Good things come to those who wait. Hopefully a great breeder will have the perfect puppy for you soon. Someone posted a video awhile back of a litter of puppies (not cockapoos) kissing a man who was lying down. Those puppies are what you are looking for. Friendly, relaxed, tails wagging non stop, playful, glossy fur, a good weight, clear eyes...they should submit when you pick them up gently and have a look all over. I really hope it works out for you.


----------



## lady amanda

Have a peek at Pets in the Country, they have had cockapoo litters before, a medium sized breeder. 
Mine are not from there....but they appear to have a nice facility


----------



## whatsuppup

fairlie said:


> Good things come to those who wait. Hopefully a great breeder will have the perfect puppy for you soon. Someone posted a video awhile back of a litter of puppies (not cockapoos) kissing a man who was lying down. Those puppies are what you are looking for. Friendly, relaxed, tails wagging non stop, playful, glossy fur, a good weight, clear eyes...they should submit when you pick them up gently and have a look all over. I really hope it works out for you.

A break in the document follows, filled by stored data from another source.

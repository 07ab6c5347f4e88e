//! Two-valued deposit/withdraw availability.

use serde::{Deserialize, Serialize};
use serde_json::Value;

/// Availability of a deposit or withdrawal path.
#[derive(Debug, Clone, Copy, PartialEq, Eq, Hash, Serialize, Deserialize)]
#[serde(rename_all = "lowercase")]
pub enum ChainStatus {
  Open,
  Closed,
}

impl ChainStatus {
  /// Normalize an exchange-native "enabled" flag.
  ///
  /// `true`, `"true"`, `"1"` and `1` are open; everything else, absence
  /// included, is closed.
  pub fn from_enabled(flag: Option<&Value>) -> Self {
    match flag {
      Some(Value::Bool(true)) => ChainStatus::Open,
      Some(Value::String(s)) if s.eq_ignore_ascii_case("true") || s == "1" => ChainStatus::Open,
      Some(Value::Number(n)) if n.as_i64() == Some(1) => ChainStatus::Open,
      _ => ChainStatus::Closed,
    }
  }

  /// Normalize an exchange-native "disabled" flag.
  ///
  /// Only an explicit `false`, `"false"`, `"0"` or `0` is open.
  pub fn from_disabled(flag: Option<&Value>) -> Self {
    match flag {
      Some(Value::Bool(false)) => ChainStatus::Open,
      Some(Value::String(s)) if s.eq_ignore_ascii_case("false") || s == "0" => ChainStatus::Open,
      Some(Value::Number(n)) if n.as_i64() == Some(0) => ChainStatus::Open,
      _ => ChainStatus::Closed,
    }
  }

  pub fn as_str(&self) -> &'static str {
    match self {
      ChainStatus::Open => "open",
      ChainStatus::Closed => "closed",
    }
  }
}

impl std::fmt::Display for ChainStatus {
  fn fmt(&self, f: &mut std::fmt::Formatter<'_>) -> std::fmt::Result {
    f.pad(self.as_str())
  }
}
//! Canonical data model shared by the adapters, the merge engine and every
//! consumer of a collected snapshot.
//!
//! The JSON shape of [`Snapshot`] is the contract with the query layer:
//!
//! ```json
//! { "last_update": "...", "tokens": [{ "symbol": "BTC", "name": "Bitcoin",
//!   "exchanges": [{ "name": "OKX", "chains": [{ "chain": "BTC",
//!   "deposit_status": "open", "withdraw_status": "closed",
//!   "contract_address": "", "min_withdraw": "0.001", "withdraw_fee": "0.0002" }] }] }],
//!   "error": "optional" }
//! ```

#![warn(clippy::all)]

pub mod de;
pub mod snapshot;
pub mod status;
pub mod token;

pub use snapshot::{Snapshot, TokenStatus, TokenSummary};
pub use status::ChainStatus;
pub use token::{ChainEntry, ExchangeEntry, TokenRecord, TokenSet};
/*
 *
 *
 *
 *
 * MIT License
 * Copyright (c) 2025. Dwight J. Browne
 * dwight[-at-]dwightjbrowne[-dot-]com
 *
 *
 * Permission is hereby granted, free of charge, to any person obtaining a copy
 * of this software and associated documentation files (the "Software"), to deal
 * in the Software without restriction, including without limitation the rights
 * to use, copy, modify, merge, publish, distribute, sublicense, and/or sell
 * copies of the Software, and to permit persons to whom the Software is
 * furnished to do so, subject to the following conditions:
 *
 * The above copyright notice and this permission notice shall be included in all
 * copies or substantial portions of the Software.
 *
 * THE SOFTWARE IS PROVIDED "AS IS", WITHOUT WARRANTY OF ANY KIND, EXPRESS OR
 * IMPLIED, INCLUDING BUT NOT LIMITED TO THE WARRANTIES OF MERCHANTABILITY,
 * FITNESS FOR A PARTICULAR PURPOSE AND NONINFRINGEMENT. IN NO EVENT SHALL THE
 * AUTHORS OR COPYRIGHT HOLDERS BE LIABLE FOR ANY CLAIM, DAMAGES OR OTHER
 * LIABILITY, WHETHER IN AN ACTION OF CONTRACT, TORT OR OTHERWISE, ARISING FROM,
 * OUT OF OR IN CONNECTION WITH THE SOFTWARE OR THE USE OR OTHER DEALINGS IN THE
 * SOFTWARE.
 */

//! Gate.io spot currency adapter.

use crate::error::{CollectorError, CollectorResult};
use crate::providers::AdapterContext;
use crate::traits::ExchangeAdapter;
use async_trait::async_trait;
use dw_core::ExchangeId;
use dw_models::de::text;
use dw_models::{ChainEntry, ChainStatus, TokenRecord, TokenSet};
use serde::Deserialize;
use serde_json::Value;
use tracing::{debug, info};

/// Gate.io adapter. The listing has one item per (currency, chain).
pub struct GateAdapter {
  ctx: AdapterContext,
}

#[derive(Debug, Deserialize)]
#[serde(untagged)]
enum GateReply {
  Currencies(Vec<GateCurrency>),
  Error {
    #[serde(default, deserialize_with = "text")]
    label: String,
    #[serde(default, deserialize_with = "text")]
    message: String,
  },
}

#[derive(Debug, Deserialize)]
struct GateCurrency {
  #[serde(default, deserialize_with = "text")]
  currency: String,
  #[serde(default, deserialize_with = "text")]
  name: String,
  #[serde(default, deserialize_with = "text")]
  chain: String,
  deposit_disabled: Option<Value>,
  withdraw_disabled: Option<Value>,
  #[serde(default, deserialize_with = "text")]
  min_withdraw_amount: String,
  #[serde(default, deserialize_with = "text")]
  withdraw_fee: String,
}

impl GateAdapter {
  pub fn new(ctx: AdapterContext) -> Self {
    Self { ctx }
  }
}

#[async_trait]
impl ExchangeAdapter for GateAdapter {
  fn exchange(&self) -> ExchangeId {
    ExchangeId::Gate
  }

  async fn fetch_tokens(&self) -> CollectorResult<Vec<TokenRecord>> {
    let body = self.ctx.fetch_listing(ExchangeId::Gate).await?;
    let tokens = parse(&body)?;
    info!("Successfully processed {} tokens from Gate.io", tokens.len());
    Ok(tokens)
  }
}

/// Map a Gate.io `/api/v4/spot/currencies` body.
///
/// All chains of a currency are grouped under one `Gate.io` entry. The flags
/// are "disabled" flags, so only an explicit false opens a direction.
pub fn parse(body: &str) -> CollectorResult<Vec<TokenRecord>> {
  let items = match serde_json::from_str::<GateReply>(body)? {
    GateReply::Currencies(items) => items,
    GateReply::Error { label, message } => {
      return Err(CollectorError::ApiError { exchange: ExchangeId::Gate, code: label, message });
    }
  };
  debug!("Gate.io returned {} currency chains", items.len());

  let name = ExchangeId::Gate.display_name();
  let mut tokens = TokenSet::new();
  for item in items {
    let entry = ChainEntry {
      chain: item.chain,
      deposit_status: ChainStatus::from_disabled(item.deposit_disabled.as_ref()),
      withdraw_status: ChainStatus::from_disabled(item.withdraw_disabled.as_ref()),
      contract_address: String::new(),
      min_withdraw: item.min_withdraw_amount,
      withdraw_fee: item.withdraw_fee,
    };
    tokens.push_chain(&item.currency, &item.name, name, entry);
  }

  Ok(tokens.into_vec())
}
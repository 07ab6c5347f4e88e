/*
 *
 *
 *
 *
 * MIT License
 * Copyright (c) 2025. Dwight J. Browne
 * dwight[-dot-]browne[-at-]dwightjbrowne[-dot-]com
 *
 *
 * Permission is hereby granted, free of charge, to any person obtaining a copy
 * of this software and associated documentation files (the "Software"), to deal
 * in the Software without restriction, including without limitation the rights
 * to use, copy, modify, merge, publish, distribute, sublicense, and/or sell
 * copies of the Software, and to permit persons to whom the Software is
 * furnished to do so, subject to the following conditions:
 *
 * The above copyright notice and this permission notice shall be included in all
 * copies or substantial portions of the Software.
 *
 * THE SOFTWARE IS PROVIDED "AS IS", WITHOUT WARRANTY OF ANY KIND, EXPRESS OR
 * IMPLIED, INCLUDING BUT NOT LIMITED TO THE WARRANTIES OF MERCHANTABILITY,
 * FITNESS FOR A PARTICULAR PURPOSE AND NONINFRINGEMENT. IN NO EVENT SHALL THE
 * AUTHORS OR COPYRIGHT HOLDERS BE LIABLE FOR ANY CLAIM, DAMAGES OR OTHER
 * LIABILITY, WHETHER IN AN ACTION OF CONTRACT, TORT OR OTHERWISE, ARISING FROM,
 * OUT OF OR IN CONNECTION WITH THE SOFTWARE OR THE USE OR OTHER DEALINGS IN THE
 * SOFTWARE.
 */

use anyhow::Result;
use clap::{Parser, Subcommand};
use dotenvy::dotenv;
use std::path::PathBuf;
use tracing_subscriber::EnvFilter;

mod commands;
use commands::{
  collect::CollectCommand,
  query::{LastUpdateCommand, StatusCommand, TokensCommand},
  run::RunCommand,
};

mod config;

#[derive(Parser, Debug)]
#[command(author, version, about, long_about = None)]
#[command(name = "dw")]
#[command(propagate_version = true)]
struct Cli {
  #[command(subcommand)]
  command: Commands,

  /// Verbose output
  #[arg(short, long, global = true)]
  verbose: bool,

  /// Directory holding the snapshot and raw archive (overrides DW_DATA_DIR)
  #[arg(long, global = true)]
  data_dir: Option<PathBuf>,

  /// Per-request timeout in milliseconds (overrides API_TIMEOUT)
  #[arg(long, global = true)]
  timeout_ms: Option<u64>,
}

#[derive(Subcommand, Debug)]
enum Commands {
  /// Run one collection cycle
  Collect(CollectCommand),
  /// Collect on a fixed interval until interrupted
  Run(RunCommand),
  /// Show deposit/withdrawal status for one token
  Status(StatusCommand),
  /// List known tokens
  Tokens(TokensCommand),
  /// Show when the stored snapshot was taken
  LastUpdate(LastUpdateCommand),
}

#[tokio::main]
async fn main() -> Result<()> {
  // Load environment variables
  dotenv().ok();

  // Parse CLI arguments
  let cli = Cli::parse();

  // Initialize logging; RUST_LOG takes precedence
  let log_level = if cli.verbose { "debug" } else { "info" };
  let filter = EnvFilter::try_from_default_env().unwrap_or_else(|_| EnvFilter::new(log_level));
  tracing_subscriber::fmt().with_env_filter(filter).init();

  // Load configuration
  let overrides = config::Overrides { data_dir: cli.data_dir, timeout_ms: cli.timeout_ms };
  let config = config::load(&overrides)?;

  // Execute command
  match cli.command {
    Commands::Collect(cmd) => commands::collect::execute(cmd, config).await?,
    Commands::Run(cmd) => commands::run::execute(cmd, config).await?,
    Commands::Status(cmd) => commands::query::status(cmd, config).await?,
    Commands::Tokens(cmd) => commands::query::tokens(cmd, config).await?,
    Commands::LastUpdate(cmd) => commands::query::last_update(cmd, config).await?,
  }

  Ok(())
}

#[cfg(test)]
mod tests {
  use super::*;

  #[test]
  fn test_parse_commands() {
    let cli = Cli::try_parse_from(["dw", "-v", "collect", "--json"]).unwrap();
    assert!(cli.verbose);
    assert!(matches!(cli.command, Commands::Collect(CollectCommand { json: true })));

    let cli = Cli::try_parse_from(["dw", "run", "--interval-secs", "60"]).unwrap();
    assert!(matches!(cli.command, Commands::Run(RunCommand { interval_secs: Some(60) })));

    let cli = Cli::try_parse_from(["dw", "--data-dir", "/srv/dw", "status", "usdt"]).unwrap();
    assert_eq!(cli.data_dir, Some(PathBuf::from("/srv/dw")));
    assert!(matches!(cli.command, Commands::Status(StatusCommand { ref symbol, .. }) if symbol == "usdt"));

    assert!(Cli::try_parse_from(["dw", "last-update"]).is_ok());
    assert!(Cli::try_parse_from(["dw", "status"]).is_err());
  }
}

Thank you, I'm sure you're right. It's hard though; I can't wait for that day to come! Thanks for the tips on what to look for, as well - I appreciate it!


----------



## whatsuppup

lady amanda said:


> Have a peek at Pets in the Country, they have had cockapoo litters before, a medium sized breeder.
> Mine are not from there....but they appear to have a nice facility


Thank you - I was questioning that one... but couldn't find anything negative, or broker/puppy mill related, via Google. I couldn't find anywhere on their website where they stated how long they have been breeding, which I'm used to seeing on other breeder's websites. Glad to hear someone else thinks they appear nice. I have contacted them, and am waiting for a response.


----------



## DB1

couldn't resist having a peek, not that much info other than they have a lot of space! no pictures of the set up etc, it does say you could have a refund if you choose not to have a pup, i would personally want to get more info and really try to visit them. I didn't visit Dudley's breeder until pup was 6 weeks to choose (then went back a couple of weeks later to collect), he was a fair distance from me otherwise i would have asked to go earlier, he does advertise that you can't visit pups until 6 weeks but I do know of others who had visited when he didn't have pups just for fact finding, and I had spoken personally to other people who recommended him so I was pretty confident I would be happy. - oh and his love and enthusiasm for the dogs shone through when chatting on the phone so that gives a good impression too, good luck, hope they are good breeders.


----------



## lady amanda

When I was searching they sent me loads of info about them and their set up. The dogs are raised in a kennel area but very state of the art. I am personally more of a fan of home raised but that's me. The owners are very open when you talk to them. Their FB page is updated more than their website. Have a peek there too


----------



## whatsuppup

Thanks for both of your info on Pets in the Country. They don't have any pups right now, but hopefully soon, I think the response said. I requested to be added to their waiting list. If pups become available, then I can go check out their facility.


----------



## whatsuppup

*The Cottage Kennel*

http://www.thecottagekennel.com/a-reality-check-for-puppy-people/ - Has anyone dealt with this place before? The info on the page I linked raises all sorts of red flags for me (parents not on site, can't see pictures of parents, to name a few). I got to them through the ACC website. They are listed as an ACC member breeder.


----------



## bearthecockapoo

My puppy is also from Curious Puppies, despite my attempts to find a reputable breeder. I thought I was super lucky to find a breeder that actually had two puppies left. I travelled to Hamilton and only then realized the parents were not on site. I decided to do puppy temperament testing and he had such a perfect personality that we took him home anyways, along with his 2 year health guarantee. He is now almost 6 months old and I am thrilled to say that he is an incredibly loving, affectionate, playful puppy. He has been extremely easy to crate train, house break, and is very quick at picking up tricks. I am constantly receiving compliments from others on how well behaved he is. That being said, I believe that I was just very lucky with choosing a dog with such a good temperament, and I would still recommend finding a breeder with the parents present.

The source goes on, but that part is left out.